Por que as Clínicas da Família?
Em 1978 foi definida em Alma Ata a estratégia da Atenção Primária à Saúde (APS) que passaria a ser o primeiro contato dos indivíduos, das famílias e das comunidades com os sistemas nacionais de saúde. Dez anos depois, criou-se o Sistema Único de Saúde (SUS) pela Constituição Brasileira. Nela, a saúde foi definida como um direito da população e um dever do Estado. Para implementar a APS, no marco do SUS, foi constituída, a partir de 1994, a Estratégia Saúde da Família (ESF).
Essas práticas inauguraram, a nível estatal, uma noção ampliada de saúde, e passaram a inscrever-se em um território e a uma população associadas a um serviço e a uma equipe de saúde. A Estratégia Saúde da Família tinha como principal foco o contexto social no qual as pessoas adoecem. E suas práticas intencionavam conter o adoecer e o sofrimento das pessoas.
No município do Rio de Janeiro a ESF foi implementada através do sistema de Clínicas da Família, que integram o programa “Saúde Sempre Presente”. As clínicas da família são as unidades de atenção que promovem a saúde, e buscam a prevenção de doenças realizando atendimento individual, visitas domiciliares e grupos de atenção. A constituição desse sistema ampliou a cobertura de saúde, produzindo uma melhoria nos índices de morbidade e mortalidade da população.
Há vários anos me dedico a pesquisar a Estratégia Saúde da Família: os profissionais, principalmente os médicos de família, e a população, os “usuários” do sistema. Com essas preocupações comecei a pensar o espaço das clínicas, ou do encontro entre médicos e usuários, como um espaço “entre”: entre dois discursos, entre duas percepções do corpo, entre duas visões de mundo.
Num contexto em que a tendência geral de pesquisa se centra nas altas tecnologias, em experimentações genéticas, nas biotecnologias constitutivas das novas visões das pessoas, faz sentido continuar pesquisando serviços e clínicas da família, contextos de tecnologias pessoais e comunicacionais?
Considero que nos serviços de saúde temos acesso à vida, enquanto emaranhado de linhas, que abrange a micropolítica dos afetos, dos sofrimentos, dos conflitos (e também das alegrias). E a vida é feita de histórias. Mas a vida não se deixa conter, a vida vaza. Assim, nos serviços de saúde nos defrontamos com uma característica fundamental da existência humana que é o que chamo de ‘resto’; do não representado ou do inacabado que constitui a dimensão humana.
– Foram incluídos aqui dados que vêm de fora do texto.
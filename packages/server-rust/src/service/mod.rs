//! Use-case orchestration services.
//!
//! 1. **DAG** (`dag`): typed step pipelines with background and parallel edges
//! 2. **Instrumentation** (`instrument`): spans, latency and outcome metrics per execution
//! 3. **Background executor** (`worker`): bounded worker pool with pending-task tracking
//! 4. **Registry** (`registry`): init/shutdown sequencing of managed services

pub mod config;
pub mod dag;
pub mod instrument;
pub mod registry;
pub mod worker;

pub use config::{ConfigError, ServerConfig};
pub use dag::{Dag, DagEnv, Step};
pub use instrument::{instrument_dag_step, instrument_use_case, Instrumentation, Instrumented};
pub use registry::{ManagedService, ServiceContext, ServiceRegistry};
pub use worker::{BackgroundError, BackgroundExecutor, BackgroundTask, TaskHandle, TaskOutcome};
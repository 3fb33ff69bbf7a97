//! Uniform success/error envelope returned by every use case.
//!
//! A [`UseCaseResult`] starts out pending, is moved to a terminal state by one of
//! the `set_*` mutators, and is then handed to the caller by value.

use std::fmt;

use serde::{Deserialize, Serialize};

// ---------------------------------------------------------------------------
// AppStatus
// ---------------------------------------------------------------------------

/// Application-level status carried by a result.
///
/// Transport adapters translate this into a protocol code through a fixed table.
#[derive(Debug, Clone, Copy, PartialEq, Eq, Hash, Serialize, Deserialize)]
#[serde(rename_all = "snake_case")]
pub enum AppStatus {
    Success,
    Created,
    Updated,
    PartialContent,
    InvalidInput,
    Unauthorized,
    NotFound,
    Conflict,
    TooManyRequests,
    InternalError,
    NotImplemented,
    ProviderError,
}

impl AppStatus {
    /// Returns the snake-case name used in logs and metric labels.
    #[must_use]
    pub const fn as_str(self) -> &'static str {
        match self {
            Self::Success => "success",
            Self::Created => "created",
            Self::Updated => "updated",
            Self::PartialContent => "partial_content",
            Self::InvalidInput => "invalid_input",
            Self::Unauthorized => "unauthorized",
            Self::NotFound => "not_found",
            Self::Conflict => "conflict",
            Self::TooManyRequests => "too_many_requests",
            Self::InternalError => "internal_error",
            Self::NotImplemented => "not_implemented",
            Self::ProviderError => "provider_error",
        }
    }

    /// Whether this status describes a failure.
    #[must_use]
    pub const fn is_error(self) -> bool {
        !matches!(
            self,
            Self::Success | Self::Created | Self::Updated | Self::PartialContent
        )
    }
}

impl fmt::Display for AppStatus {
    fn fmt(&self, f: &mut fmt::Formatter<'_>) -> fmt::Result {
        f.write_str(self.as_str())
    }
}

// ---------------------------------------------------------------------------
// UseCaseError
// ---------------------------------------------------------------------------

/// Error half of a result: a status code plus a message.
///
/// The message is either a locale-independent key (guards, validation) or a
/// human-readable description from a collaborator.
#[derive(Debug, Clone, PartialEq, Eq, Serialize, thiserror::Error)]
#[error("{code}: {message}")]
pub struct UseCaseError {
    pub code: AppStatus,
    pub message: String,
}

impl UseCaseError {
    #[must_use]
    pub fn new(code: AppStatus, message: impl Into<String>) -> Self {
        Self {
            code,
            message: message.into(),
        }
    }

    #[must_use]
    pub fn invalid_input(message: impl Into<String>) -> Self {
        Self::new(AppStatus::InvalidInput, message)
    }

    #[must_use]
    pub fn unauthorized(message: impl Into<String>) -> Self {
        Self::new(AppStatus::Unauthorized, message)
    }

    #[must_use]
    pub fn not_found(message: impl Into<String>) -> Self {
        Self::new(AppStatus::NotFound, message)
    }

    #[must_use]
    pub fn conflict(message: impl Into<String>) -> Self {
        Self::new(AppStatus::Conflict, message)
    }

    #[must_use]
    pub fn internal(message: impl Into<String>) -> Self {
        Self::new(AppStatus::InternalError, message)
    }

    #[must_use]
    pub fn provider(message: impl Into<String>) -> Self {
        Self::new(AppStatus::ProviderError, message)
    }
}

/// Unexpected collaborator failures surface as internal errors.
impl From<anyhow::Error> for UseCaseError {
    fn from(err: anyhow::Error) -> Self {
        Self::internal(format!("{err:#}"))
    }
}

// ---------------------------------------------------------------------------
// UseCaseResult
// ---------------------------------------------------------------------------

/// Outcome of one use-case execution.
///
/// A terminal result holds either `data` or `error`, never both. The mutators
/// are deliberately permissive (a later write replaces an earlier one), so a
/// use case body must stop after its first terminal write. Writing bodies as
/// `Result<T, UseCaseError>` functions and converting with
/// [`UseCaseResult::from_outcome`] makes that automatic.
#[derive(Debug, Clone, PartialEq, Eq)]
pub struct UseCaseResult<T> {
    status: Option<AppStatus>,
    data: Option<T>,
    error: Option<UseCaseError>,
    details: Option<String>,
    success: bool,
}

impl<T> UseCaseResult<T> {
    /// Creates an empty, non-terminal result.
    #[must_use]
    pub const fn new() -> Self {
        Self {
            status: None,
            data: None,
            error: None,
            details: None,
            success: false,
        }
    }

    /// Creates a terminal success carrying `value`.
    #[must_use]
    pub fn success(status: AppStatus, value: T) -> Self {
        let mut result = Self::new();
        result.set_data(status, value, "");
        result
    }

    /// Creates a terminal failure.
    #[must_use]
    pub fn failure(code: AppStatus, message: impl Into<String>) -> Self {
        let mut result = Self::new();
        result.set_error(code, message);
        result
    }

    /// Converts a `?`-style body outcome into a terminal result.
    pub fn from_outcome(status: AppStatus, outcome: Result<T, UseCaseError>) -> Self {
        match outcome {
            Ok(value) => Self::success(status, value),
            Err(err) => err.into(),
        }
    }

    /// Transitions to success and stores `value`. An empty `details` is not stored.
    pub fn set_data(&mut self, status: AppStatus, value: T, details: impl Into<String>) {
        self.status = Some(status);
        self.data = Some(value);
        self.error = None;
        self.success = true;
        self.set_details(details);
    }

    /// Transitions to failure and drops any stored data.
    pub fn set_error(&mut self, code: AppStatus, message: impl Into<String>) {
        self.status = Some(code);
        self.data = None;
        self.error = Some(UseCaseError::new(code, message));
        self.success = false;
    }

    /// Records a payload-less success (or clears the flag).
    ///
    /// Marking success on a pending result makes it terminal with
    /// [`AppStatus::Success`].
    pub fn set_success(&mut self, success: bool) {
        self.success = success;
        if success && self.status.is_none() {
            self.status = Some(AppStatus::Success);
        }
    }

    /// Sets the human-readable details line. Empty strings clear it.
    pub fn set_details(&mut self, details: impl Into<String>) {
        let details = details.into();
        self.details = if details.is_empty() {
            None
        } else {
            Some(details)
        };
    }

    #[must_use]
    pub const fn has_error(&self) -> bool {
        self.error.is_some()
    }

    /// Exact complement of [`Self::has_error`].
    ///
    /// A pending result therefore reports success; pair with
    /// [`Self::is_terminal`] to tell "done, no error" from "not done yet". The
    /// flag written by [`Self::set_success`] is read through
    /// [`Self::reported_success`] and does not affect this method.
    #[must_use]
    pub const fn is_success(&self) -> bool {
        !self.has_error()
    }

    /// Whether a terminal write has happened.
    #[must_use]
    pub const fn is_terminal(&self) -> bool {
        self.status.is_some()
    }

    /// Value of the auxiliary success flag set by `set_data`/`set_success`.
    #[must_use]
    pub const fn reported_success(&self) -> bool {
        self.success
    }

    #[must_use]
    pub const fn status(&self) -> Option<AppStatus> {
        self.status
    }

    #[must_use]
    pub const fn error(&self) -> Option<&UseCaseError> {
        self.error.as_ref()
    }

    #[must_use]
    pub const fn data(&self) -> Option<&T> {
        self.data.as_ref()
    }

    #[must_use]
    pub fn details(&self) -> Option<&str> {
        self.details.as_deref()
    }

    #[must_use]
    pub fn into_data(self) -> Option<T> {
        self.data
    }

    /// Splits into the plain `Result` shape for callers that prefer `?`.
    ///
    /// # Errors
    ///
    /// Returns the stored error when the result failed.
    pub fn into_result(self) -> Result<Option<T>, UseCaseError> {
        match self.error {
            Some(err) => Err(err),
            None => Ok(self.data),
        }
    }

    /// Hands the payload to the next pipeline stage.
    ///
    /// On failure the error, status, and details are carried over unchanged into
    /// a result of the next stage's type. A success without payload, or a pending
    /// result, cannot feed a next stage and becomes an internal error.
    ///
    /// # Errors
    ///
    /// Returns the re-typed result when there is no payload to continue with.
    pub fn into_continuation<U>(self) -> Result<T, UseCaseResult<U>> {
        if self.error.is_some() {
            return Err(UseCaseResult {
                status: self.status,
                data: None,
                error: self.error,
                details: self.details,
                success: false,
            });
        }
        match self.data {
            Some(data) => Ok(data),
            None => Err(UseCaseResult::failure(
                AppStatus::InternalError,
                "upstream step produced no data",
            )),
        }
    }

    /// Maps the payload while keeping status and details.
    pub fn map<U>(self, f: impl FnOnce(T) -> U) -> UseCaseResult<U> {
        UseCaseResult {
            status: self.status,
            data: self.data.map(f),
            error: self.error,
            details: self.details,
            success: self.success,
        }
    }
}

impl<T> Default for UseCaseResult<T> {
    fn default() -> Self {
        Self::new()
    }
}

impl<T> From<UseCaseError> for UseCaseResult<T> {
    fn from(err: UseCaseError) -> Self {
        let mut result = Self::new();
        result.set_error(err.code, err.message);
        result
    }
}

// ---------------------------------------------------------------------------
// Tests
// ---------------------------------------------------------------------------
O resto, o real, se apresenta como um sofrimento difuso, como um não saber. Como aquilo que vaza das nossas categorias analíticas. Percebi que o espaço “entre” poderia ser considerado um espaço vazado.
Esse ‘resto’ se manifesta no dia a dia dos profissionais que trabalham nas clínicas da família quando devem receitar um remédio, mas a usuária não pode ler porque está quase cega e o marido é analfabeto; quando devem visitar uma velhinha acamada num quarto sem janelas e sem perspectiva de começar o tratamento; quando se preocupam por não poder solucionar o encaminhamento do usuário para realizar os exames de imagens ou laboratoriais; quando a magnitude dos problemas é tal que quase paralisa a ação. Isso acontece com os médicos de família e os profissionais do programa, porque estão perto dos usuários, porque são os que estabelecem o primeiro contato. E é nesse contexto que percebemos o ‘não saber’, os restos, os vazamentos e, também, a criatividade para resolver esses problemas.
Em momentos como este, no qual o SUS e o sistema de Clínicas da Família estão sob um forte ataque que visam o seu desmantelamento, em que se faz necessário repetir essas verdades que, de tão presentes, terminamos por esquecer.
O SUS e a ESF significaram um avanço enorme para a saúde dos brasileiros que mais precisam. Em vez de dar término a esses programas, o investimento deveria ser direcionado a aperfeiçoá-los.